De su vida en Margarita el profesor Efraín Subero nos recuerda como los buzos se exponían a accidentes y enfermedades en su trabajo diario; un padecimiento corriente de los buzos eran las puntadas, o dolores sobre los cuales los buzos no tenían explicación y que les daban con gran fuerza en todo el cuerpo, pero sobre todo en el pecho, para luego quitarles la vida. 

Al sumergirse en las profundidades del mar los buzos estaban expuestos constantemente a graves peligros; sobre todo porque, como constató en 1916 el arqueólogo Theodor de Booy, muchas de las escafandras estaban defectuosas y los hombres que manejaban las bombas para llevarles aire a los buzos, ignoraban tanto los conocimientos científicos específicos con respecto al correcto funcionamiento del trabajo de la escafandra, como los riesgos que se corrían al sumergirse a grandes profundidades en el agua salada.  Por ello se cometían errores graves que ponían en peligro la vida de los buzos.   

En 1921, se da un caso de defunción de un buzo llamado Cornelio Castro, por un defecto en el tubo que debía llevar el oxígeno a su cerebro; los demás tripulantes de la embarcación tratan de ayudar al buzo pero no lo logran y su cadáver es llevado hasta Margarita donde lo revisan los médicos Mercedes Carrasquero y Lorenzo Ramos quienes certifican que la muerte fue causada por asfixia. 
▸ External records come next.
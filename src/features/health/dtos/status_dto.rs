use chrono::{DateTime, Utc};
use serde::{Deserialize, Serialize};
use utoipa::ToSchema;

/// Response DTO for the API root
#[derive(Debug, Clone, Serialize, Deserialize, ToSchema)]
pub struct StatusResponseDto {
    pub message: String,
    pub timestamp: DateTime<Utc>,
}
//! Geographic lookup feature.
//!
//! Read-only access to a four-level hierarchy with optional name translation
//! and a cross-category substring search.
//!
//! ## Data Hierarchy
//!
//! - Level 1: Regions (continents), translatable
//! - Level 2: Countries, translatable, addressable by ISO2 code
//! - Level 3: States
//! - Level 4: Cities
//!
//! ## Endpoints
//!
//! | Method | Endpoint | Description |
//! |--------|----------|-------------|
//! | GET | `/regions` | List all regions |
//! | GET | `/regions/{continentId}` | Get region by id |
//! | GET | `/regions/{continentId}/countries` | List countries in a region |
//! | GET | `/countries` | List countries, filter by `name` |
//! | GET | `/countries/code/{iso2}` | Get country by ISO2 code |
//! | GET | `/countries/{countryId}` | Get country by id |
//! | GET | `/countries/{countryId}/states` | List states in a country |
//! | GET | `/countries/{countryId}/cities` | List cities in a country (paged) |
//! | GET | `/states` | List states, filter by `country_id` (paged) |
//! | GET | `/states/{stateId}` | Get state by id |
//! | GET | `/states/{stateId}/cities` | List cities in a state (paged) |
//! | GET | `/cities` | List cities, filter by `name`, `country_id`, `state_id` (paged) |
//! | GET | `/cities/{cityId}` | Get city by id |
//! | GET | `/search` | Search all categories by `q` |

pub mod dtos;
pub mod filters;
pub mod handlers;
pub mod models;
pub mod repositories;
pub mod routes;
pub mod services;
pub mod translation;

pub use repositories::PgGeoRepository;
pub use services::GeoService;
Entre los buzos margariteños más conocidos están los diecisiete que viajaron al Mar Rojo entre 1934 y 1935.  Adicionalmente hubo dos mujeres que se aventuraron en tan difícil labor, se trataba de Virginia Marcano, natural de Punta de Piedras, que fue buzo de cabeza y Lucía Millán de Marín, natural de Boca de Río, quien prefirió la pesada escafandra. 

En un estudio realizado hace unos años, se lograron contabilizar 195 buzos (de cabeza y de escafandra).